Stored data entries
BEGIN

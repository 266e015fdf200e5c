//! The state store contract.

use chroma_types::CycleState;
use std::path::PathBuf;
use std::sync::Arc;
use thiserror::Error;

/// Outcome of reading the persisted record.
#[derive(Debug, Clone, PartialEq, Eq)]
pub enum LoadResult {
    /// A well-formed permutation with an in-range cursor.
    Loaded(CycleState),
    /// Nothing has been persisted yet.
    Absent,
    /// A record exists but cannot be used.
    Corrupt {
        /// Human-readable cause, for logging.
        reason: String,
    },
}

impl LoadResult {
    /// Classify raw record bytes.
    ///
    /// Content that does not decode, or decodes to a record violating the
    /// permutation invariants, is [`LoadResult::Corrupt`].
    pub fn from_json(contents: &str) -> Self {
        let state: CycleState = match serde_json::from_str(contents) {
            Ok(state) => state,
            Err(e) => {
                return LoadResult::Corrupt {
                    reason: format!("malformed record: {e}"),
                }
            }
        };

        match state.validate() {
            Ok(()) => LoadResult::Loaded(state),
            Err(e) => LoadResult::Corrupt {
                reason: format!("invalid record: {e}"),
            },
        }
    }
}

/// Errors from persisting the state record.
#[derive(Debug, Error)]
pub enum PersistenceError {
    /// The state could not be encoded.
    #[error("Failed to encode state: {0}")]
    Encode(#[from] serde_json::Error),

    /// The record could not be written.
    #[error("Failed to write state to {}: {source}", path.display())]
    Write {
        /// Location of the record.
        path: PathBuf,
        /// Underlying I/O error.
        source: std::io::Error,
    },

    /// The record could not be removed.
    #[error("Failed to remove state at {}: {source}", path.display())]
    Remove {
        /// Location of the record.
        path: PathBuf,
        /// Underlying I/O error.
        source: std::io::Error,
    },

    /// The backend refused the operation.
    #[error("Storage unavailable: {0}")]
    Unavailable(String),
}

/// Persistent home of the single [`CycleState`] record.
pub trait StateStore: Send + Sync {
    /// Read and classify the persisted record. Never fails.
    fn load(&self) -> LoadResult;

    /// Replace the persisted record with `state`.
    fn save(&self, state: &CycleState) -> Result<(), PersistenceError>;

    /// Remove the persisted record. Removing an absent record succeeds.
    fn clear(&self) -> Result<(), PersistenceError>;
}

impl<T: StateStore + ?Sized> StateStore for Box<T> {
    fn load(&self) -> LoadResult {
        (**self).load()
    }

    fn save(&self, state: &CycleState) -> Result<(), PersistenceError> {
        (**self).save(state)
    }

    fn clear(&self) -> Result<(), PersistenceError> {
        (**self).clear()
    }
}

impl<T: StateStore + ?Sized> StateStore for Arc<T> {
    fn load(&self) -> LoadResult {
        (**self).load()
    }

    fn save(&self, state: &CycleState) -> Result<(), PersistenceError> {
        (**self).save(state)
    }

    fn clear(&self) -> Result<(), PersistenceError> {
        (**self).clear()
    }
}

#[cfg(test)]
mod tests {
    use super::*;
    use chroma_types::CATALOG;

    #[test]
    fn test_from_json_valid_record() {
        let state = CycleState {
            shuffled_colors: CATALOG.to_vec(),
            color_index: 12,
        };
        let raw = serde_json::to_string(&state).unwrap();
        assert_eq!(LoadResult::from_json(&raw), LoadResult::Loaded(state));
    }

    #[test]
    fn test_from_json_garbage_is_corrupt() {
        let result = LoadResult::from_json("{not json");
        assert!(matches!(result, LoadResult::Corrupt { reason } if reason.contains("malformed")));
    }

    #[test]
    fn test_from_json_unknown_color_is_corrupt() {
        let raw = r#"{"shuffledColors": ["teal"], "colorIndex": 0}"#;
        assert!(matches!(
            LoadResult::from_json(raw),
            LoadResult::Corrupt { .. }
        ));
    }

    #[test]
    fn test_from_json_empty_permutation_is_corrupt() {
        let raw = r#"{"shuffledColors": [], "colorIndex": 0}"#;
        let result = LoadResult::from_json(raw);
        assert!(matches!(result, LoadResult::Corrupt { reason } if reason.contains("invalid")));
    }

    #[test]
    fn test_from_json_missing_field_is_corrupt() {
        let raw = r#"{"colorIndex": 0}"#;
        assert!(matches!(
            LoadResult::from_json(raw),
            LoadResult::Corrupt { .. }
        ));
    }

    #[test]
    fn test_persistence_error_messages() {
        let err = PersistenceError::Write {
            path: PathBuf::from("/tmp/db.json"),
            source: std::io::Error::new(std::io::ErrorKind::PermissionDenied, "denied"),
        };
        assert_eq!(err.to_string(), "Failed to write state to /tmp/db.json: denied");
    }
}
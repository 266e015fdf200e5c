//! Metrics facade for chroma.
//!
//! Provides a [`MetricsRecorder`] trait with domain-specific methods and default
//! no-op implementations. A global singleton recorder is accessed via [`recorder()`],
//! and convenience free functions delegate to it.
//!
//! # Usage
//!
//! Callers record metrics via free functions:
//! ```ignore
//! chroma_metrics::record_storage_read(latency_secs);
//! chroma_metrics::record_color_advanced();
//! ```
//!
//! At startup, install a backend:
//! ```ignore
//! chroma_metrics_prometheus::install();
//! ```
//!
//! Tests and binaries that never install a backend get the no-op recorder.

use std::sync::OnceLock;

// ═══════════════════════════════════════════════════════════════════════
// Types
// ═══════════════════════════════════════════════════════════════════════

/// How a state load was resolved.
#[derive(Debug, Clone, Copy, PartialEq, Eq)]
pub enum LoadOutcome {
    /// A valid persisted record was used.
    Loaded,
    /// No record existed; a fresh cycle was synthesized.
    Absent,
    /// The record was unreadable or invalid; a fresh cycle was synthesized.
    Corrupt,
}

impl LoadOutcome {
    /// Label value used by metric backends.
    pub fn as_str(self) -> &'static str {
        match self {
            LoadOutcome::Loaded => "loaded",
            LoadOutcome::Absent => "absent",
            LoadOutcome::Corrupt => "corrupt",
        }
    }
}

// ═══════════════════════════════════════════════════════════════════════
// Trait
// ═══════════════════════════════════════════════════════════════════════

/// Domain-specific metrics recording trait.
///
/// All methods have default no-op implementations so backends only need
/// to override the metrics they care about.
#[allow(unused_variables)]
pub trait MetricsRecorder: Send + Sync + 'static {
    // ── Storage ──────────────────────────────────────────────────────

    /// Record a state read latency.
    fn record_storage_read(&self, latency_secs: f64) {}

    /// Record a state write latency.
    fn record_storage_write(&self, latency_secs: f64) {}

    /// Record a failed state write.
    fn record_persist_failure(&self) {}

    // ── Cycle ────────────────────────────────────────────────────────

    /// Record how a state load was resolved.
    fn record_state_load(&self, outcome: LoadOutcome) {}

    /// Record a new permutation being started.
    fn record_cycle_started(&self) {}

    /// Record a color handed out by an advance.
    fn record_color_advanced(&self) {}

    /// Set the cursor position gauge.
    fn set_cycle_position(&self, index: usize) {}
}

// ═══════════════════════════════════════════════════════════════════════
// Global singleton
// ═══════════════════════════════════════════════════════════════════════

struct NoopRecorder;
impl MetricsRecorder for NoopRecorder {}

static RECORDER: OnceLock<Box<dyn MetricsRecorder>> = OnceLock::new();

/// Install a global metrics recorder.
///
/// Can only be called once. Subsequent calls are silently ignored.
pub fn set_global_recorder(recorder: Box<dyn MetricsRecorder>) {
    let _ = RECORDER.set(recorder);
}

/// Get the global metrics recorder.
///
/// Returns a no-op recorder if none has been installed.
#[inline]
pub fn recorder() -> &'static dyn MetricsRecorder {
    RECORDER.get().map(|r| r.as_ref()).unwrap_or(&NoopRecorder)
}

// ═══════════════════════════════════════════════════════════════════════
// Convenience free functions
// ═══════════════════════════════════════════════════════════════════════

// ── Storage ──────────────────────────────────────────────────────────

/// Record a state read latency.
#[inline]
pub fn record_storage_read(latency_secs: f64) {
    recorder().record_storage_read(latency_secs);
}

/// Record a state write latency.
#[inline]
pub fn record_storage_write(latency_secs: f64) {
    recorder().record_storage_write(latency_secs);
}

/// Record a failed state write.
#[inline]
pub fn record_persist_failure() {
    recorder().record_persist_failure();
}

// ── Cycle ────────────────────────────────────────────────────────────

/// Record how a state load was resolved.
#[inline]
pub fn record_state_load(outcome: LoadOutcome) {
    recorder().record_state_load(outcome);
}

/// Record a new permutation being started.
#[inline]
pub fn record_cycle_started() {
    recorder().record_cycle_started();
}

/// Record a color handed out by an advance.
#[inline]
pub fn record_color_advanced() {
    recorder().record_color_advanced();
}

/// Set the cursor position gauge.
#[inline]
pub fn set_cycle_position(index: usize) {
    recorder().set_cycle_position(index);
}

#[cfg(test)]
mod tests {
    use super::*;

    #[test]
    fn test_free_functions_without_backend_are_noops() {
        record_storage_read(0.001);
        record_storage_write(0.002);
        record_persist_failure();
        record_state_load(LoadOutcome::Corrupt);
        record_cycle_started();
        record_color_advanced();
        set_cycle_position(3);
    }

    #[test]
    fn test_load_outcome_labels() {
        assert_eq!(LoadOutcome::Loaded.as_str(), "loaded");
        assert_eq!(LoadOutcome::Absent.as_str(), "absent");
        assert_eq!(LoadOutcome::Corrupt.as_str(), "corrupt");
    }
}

END

■ ASSIGNMENT
Count the lines of the records that contain the word "synthesized". Give only the count.

■ RESULT FOR THIS TASK
2